General characteristics
- Class & type: Modified Black Swan-class sloop

= HMS Alacrity (U60) =

Sloop of the Royal Navy

HMS Alacrity was a modified Black Swan-class sloop of the Royal Navy. She was built for service as a convoy escort during the Second World War, but was completed too late to see action. She did subsequently take part in the Korean War between 1950 and 1952. She was scrapped in 1956.

==Construction and design==
Alacrity was one of two Modified-Black Swan-class sloops ordered by the British Admiralty from the Scottish shipbuilder William Denny and Brothers on 12 August 1942 as part of the 1942 shipbuilding programme for the Royal Navy. The ship was laid down at Denny's Dunbarton shipyard on 5 April 1943, was launched on 1 September 1944, and completed on 13 April 1945.

Alacrity was 299 ft 6 in long overall and 283 ft 0 in between perpendiculars, with a beam of 38 ft 6 in and a draught of 11 ft 4 in at deep load. Displacement of the Modified Black Swans was 1350–1490 LT standard and 1880–1950 LT deep load depending on the armament and equipment fitted. Two Admiralty three-drum water-tube boilers provided steam to Parsons geared steam turbines which drove two shafts. The machinery was rated at 4300 shp, giving a speed of 19.75 kn.

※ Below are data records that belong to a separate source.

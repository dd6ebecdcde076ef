//! Encrypted OAuth credential storage, one row per subject.
//!
//! Writes return the access token they replaced (when it differs from the new
//! one) so the caller can revoke it upstream. Keeping that revoke call in the
//! caller is what bounds each subject to one live upstream access token.
//!
//! `old_encrypted_token` and `old_iv` only carry the previous ciphertext out
//! through `RETURNING`. They are cleared in the same transaction, so a
//! superseded token never stays at rest.

use crate::auth::cipher::SecretCipher;
use crate::db::{CredentialRow, DbPool, SupersededRow, TokenGrant};
use crate::error::{AppError, AppResult};
use chrono::Utc;
use sqlx::SqliteConnection;
use std::sync::Arc;
use tracing::{debug, error};

const UPSERT_CREDENTIAL: &str = r#"
INSERT INTO oauth_credentials (
    user_id, encrypted_token, encrypted_refresh_token, iv, refresh_iv, expires_at, updated_at
)
VALUES (?, ?, ?, ?, ?, ?, ?)
ON CONFLICT(user_id) DO UPDATE SET
    old_encrypted_token = oauth_credentials.encrypted_token,
    old_iv = oauth_credentials.iv,
    encrypted_token = excluded.encrypted_token,
    encrypted_refresh_token = excluded.encrypted_refresh_token,
    iv = excluded.iv,
    refresh_iv = excluded.refresh_iv,
    expires_at = excluded.expires_at,
    updated_at = excluded.updated_at
RETURNING old_encrypted_token, old_iv
"#;

const REPLACE_CREDENTIAL: &str = r#"
UPDATE oauth_credentials SET
    old_encrypted_token = encrypted_token,
    old_iv = iv,
    encrypted_token = ?,
    encrypted_refresh_token = ?,
    iv = ?,
    refresh_iv = ?,
    expires_at = ?,
    updated_at = ?
WHERE user_id = ?
RETURNING old_encrypted_token, old_iv
"#;

const CLEAR_HANDOFF: &str = r#"
UPDATE oauth_credentials SET old_encrypted_token = NULL, old_iv = NULL
WHERE user_id = ?
"#;

async fn clear_handoff(conn: &mut SqliteConnection, user_id: &str) -> AppResult<()> {
    sqlx::query(CLEAR_HANDOFF)
        .bind(user_id)
        .execute(conn)
        .await?;
    Ok(())
}

/// Values about to be written, already encrypted
struct SealedGrant {
    token: Vec<u8>,
    refresh_token: Vec<u8>,
    iv: Vec<u8>,
    refresh_iv: Vec<u8>,
}

#[derive(Debug, Clone)]
pub struct CredentialStore {
    pool: DbPool,
    cipher: Arc<SecretCipher>,
}

impl CredentialStore {
    pub fn new(pool: DbPool, cipher: Arc<SecretCipher>) -> Self {
        Self { pool, cipher }
    }

    /// Fetch and decrypt the credential for a subject
    pub async fn get(&self, user_id: &str) -> AppResult<Option<TokenGrant>> {
        let row = sqlx::query_as::<_, CredentialRow>(
            r#"
            SELECT encrypted_token, encrypted_refresh_token, iv, refresh_iv, expires_at
            FROM oauth_credentials
            WHERE user_id = ?
            LIMIT 1
            "#,
        )
        .bind(user_id)
        .fetch_optional(&self.pool)
        .await?;

        let Some(row) = row else {
            debug!("No stored credential for {}", user_id);
            return Ok(None);
        };

        let access_token = self.cipher.decrypt_str(&row.encrypted_token, &row.iv)?;
        let refresh_token = self
            .cipher
            .decrypt_str(&row.encrypted_refresh_token, &row.refresh_iv)?;

        Ok(Some(TokenGrant {
            access_token,
            refresh_token,
            expires_at: row.expires_at,
        }))
    }

    /// Insert or overwrite the credential for a subject.
    ///
    /// Returns the previous access token if one existed and differs from the
    /// new one.
    pub async fn upsert(&self, user_id: &str, grant: &TokenGrant) -> AppResult<Option<String>> {
        let sealed = self.seal(grant)?;

        let mut tx = self.pool.begin().await?;
        let row = sqlx::query_as::<_, SupersededRow>(UPSERT_CREDENTIAL)
            .bind(user_id)
            .bind(&sealed.token)
            .bind(&sealed.refresh_token)
            .bind(&sealed.iv)
            .bind(&sealed.refresh_iv)
            .bind(grant.expires_at)
            .bind(Utc::now())
            .fetch_optional(&mut *tx)
            .await?;
        clear_handoff(&mut tx, user_id).await?;
        tx.commit().await?;

        Ok(row.and_then(|row| self.superseded_token(user_id, &grant.access_token, row)))
    }

    /// Overwrite an existing credential after a refresh.
    ///
    /// Same return contract as [`CredentialStore::upsert`]; fails with
    /// `NotFound` if the subject has no row.
    pub async fn replace(&self, user_id: &str, grant: &TokenGrant) -> AppResult<Option<String>> {
        let sealed = self.seal(grant)?;

        let mut tx = self.pool.begin().await?;
        let row = sqlx::query_as::<_, SupersededRow>(REPLACE_CREDENTIAL)
            .bind(&sealed.token)
            .bind(&sealed.refresh_token)
            .bind(&sealed.iv)
            .bind(&sealed.refresh_iv)
            .bind(grant.expires_at)
            .bind(Utc::now())
            .bind(user_id)
            .fetch_optional(&mut *tx)
            .await?
            .ok_or_else(|| AppError::NotFound(format!("credential for {}", user_id)))?;
        clear_handoff(&mut tx, user_id).await?;
        tx.commit().await?;

        Ok(self.superseded_token(user_id, &grant.access_token, row))
    }

    fn seal(&self, grant: &TokenGrant) -> AppResult<SealedGrant> {
        let token = self.cipher.encrypt_str(&grant.access_token)?;
        let refresh = self.cipher.encrypt_str(&grant.refresh_token)?;
        Ok(SealedGrant {
            token: token.ciphertext,
            refresh_token: refresh.ciphertext,
            iv: token.iv,
            refresh_iv: refresh.iv,
        })
    }

    // The new row is already committed here, so a bad old ciphertext is
    // reported and swallowed rather than failing the write.
    fn superseded_token(
        &self,
        user_id: &str,
        new_token: &str,
        row: SupersededRow,
    ) -> Option<String> {
        let (Some(token), Some(iv)) = (row.old_encrypted_token, row.old_iv) else {
            return None;
        };

        match self.cipher.decrypt_str(&token, &iv) {
            Ok(old) if old != new_token => Some(old),
            Ok(_) => None,
            Err(e) => {
                error!(
                    "Could not decrypt superseded token for {}, it will not be revoked: {}",
                    user_id, e
                );
                None
            }
        }
    }
}

#[cfg(test)]
mod tests {
    use super::*;
    use crate::auth::cipher::generate_key_base64;
    use crate::db::setup_test_db;
    use chrono::{Duration, SubsecRound};

    fn cipher() -> Arc<SecretCipher> {
        Arc::new(SecretCipher::from_base64(&generate_key_base64()).unwrap())
    }

    fn grant(access: &str, refresh: &str) -> TokenGrant {
        TokenGrant {
            access_token: access.to_string(),
            refresh_token: refresh.to_string(),
            expires_at: (Utc::now() + Duration::days(7)).trunc_subsecs(0),
        }
    }

    #[tokio::test]
    async fn test_upsert_new_subject_returns_none() {
        let store = CredentialStore::new(setup_test_db().await, cipher());
        let first = grant("access-1", "refresh-1");

        assert_eq!(store.upsert("user", &first).await.unwrap(), None);
        assert_eq!(store.get("user").await.unwrap(), Some(first));
    }

    #[tokio::test]
    async fn test_upsert_returns_superseded_token() {
        let store = CredentialStore::new(setup_test_db().await, cipher());
        let c1 = grant("access-1", "refresh-1");
        let c2 = grant("access-2", "refresh-2");

        store.upsert("user", &c1).await.unwrap();
        let old = store.upsert("user", &c2).await.unwrap();

        assert_eq!(old.as_deref(), Some("access-1"));
        assert_eq!(store.get("user").await.unwrap(), Some(c2));
    }

    #[tokio::test]
    async fn test_upsert_same_token_is_idempotent() {
        let store = CredentialStore::new(setup_test_db().await, cipher());
        let c = grant("access-1", "refresh-1");

        store.upsert("user", &c).await.unwrap();
        assert_eq!(store.upsert("user", &c).await.unwrap(), None);
    }

    #[tokio::test]
    async fn test_replace_returns_superseded_token() {
        let store = CredentialStore::new(setup_test_db().await, cipher());
        store.upsert("user", &grant("access-1", "refresh-1")).await.unwrap();

        let refreshed = grant("access-2", "refresh-2");
        let old = store.replace("user", &refreshed).await.unwrap();

        assert_eq!(old.as_deref(), Some("access-1"));
        assert_eq!(store.get("user").await.unwrap(), Some(refreshed));
    }

    #[tokio::test]
    async fn test_replace_missing_subject_is_not_found() {
        let store = CredentialStore::new(setup_test_db().await, cipher());
        let result = store.replace("nobody", &grant("a", "r")).await;
        assert!(matches!(result, Err(AppError::NotFound(_))));
    }

    #[tokio::test]
    async fn test_get_missing_subject() {
        let store = CredentialStore::new(setup_test_db().await, cipher());
        assert_eq!(store.get("nobody").await.unwrap(), None);
    }

    #[tokio::test]
    async fn test_undecryptable_old_value_does_not_fail_write() {
        let pool = setup_test_db().await;
        let old_store = CredentialStore::new(pool.clone(), cipher());
        old_store.upsert("user", &grant("access-1", "refresh-1")).await.unwrap();

        // A rotated key can no longer read the previous row
        let new_store = CredentialStore::new(pool, cipher());
        let c2 = grant("access-2", "refresh-2");
        assert_eq!(new_store.upsert("user", &c2).await.unwrap(), None);
        assert_eq!(new_store.get("user").await.unwrap(), Some(c2));
    }

    #[tokio::test]
    async fn test_get_with_wrong_key_is_decryption_error() {
        let pool = setup_test_db().await;
        CredentialStore::new(pool.clone(), cipher())
            .upsert("user", &grant("access-1", "refresh-1"))
            .await
            .unwrap();

        let result = CredentialStore::new(pool, cipher()).get("user").await;
        assert!(matches!(result, Err(AppError::Decryption(_))));
    }

    #[tokio::test]
    async fn test_plaintext_is_not_stored() {
        let pool = setup_test_db().await;
        let store = CredentialStore::new(pool.clone(), cipher());
        store.upsert("user", &grant("plain-access", "plain-refresh")).await.unwrap();

        let (token, refresh, iv, refresh_iv): (Vec<u8>, Vec<u8>, Vec<u8>, Vec<u8>) =
            sqlx::query_as(
                "SELECT encrypted_token, encrypted_refresh_token, iv, refresh_iv FROM oauth_credentials",
            )
            .fetch_one(&pool)
            .await
            .unwrap();
        assert_ne!(token, b"plain-access");
        assert_ne!(refresh, b"plain-refresh");
        assert_ne!(iv, refresh_iv);
    }

    #[tokio::test]
    async fn test_superseded_ciphertext_not_kept() {
        let pool = setup_test_db().await;
        let store = CredentialStore::new(pool.clone(), cipher());
        store.upsert("user", &grant("a1", "r1")).await.unwrap();
        assert_eq!(
            store.upsert("user", &grant("a2", "r2")).await.unwrap().as_deref(),
            Some("a1")
        );
        assert_eq!(
            store.replace("user", &grant("a3", "r3")).await.unwrap().as_deref(),
            Some("a2")
        );

        let (old_token, old_iv): (Option<Vec<u8>>, Option<Vec<u8>>) =
            sqlx::query_as("SELECT old_encrypted_token, old_iv FROM oauth_credentials")
                .fetch_one(&pool)
                .await
                .unwrap();
        assert_eq!(old_token, None);
        assert_eq!(old_iv, None);
    }
}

The ship's main gun armament (as fitted to all the Modified Black Swans) consisted of 3 twin QF 4 inch (102 mm) Mk XVI guns, in dual purpose mounts, capable of both anti-ship and anti-aircraft use. Close-in anti-aircraft armament varied between the ships of the class, with Alacrity completing with an outfit of 2 twin 40 mm Bofors guns and two single Oerlikon 20 mm cannon. Post war the ship's close-in armament changed to 2 twin and 2 single Bofors guns. Anti-submarine armament consisted of a split Hedgehog anti-submarine mortar, mounted either side of the 'B' 4-inch mount, together with 110 depth charges.

==Royal Navy service==
On commissioning Alacrity, which was assigned the pennant number U60, completed work up in home waters, before being allocated for service in the Far East with the British Pacific Fleet, sailing for the Pacific via the Mediterranean, where she carried out further training. Alacrity arrived in Colombo after the Surrender of Japan at the end of the War.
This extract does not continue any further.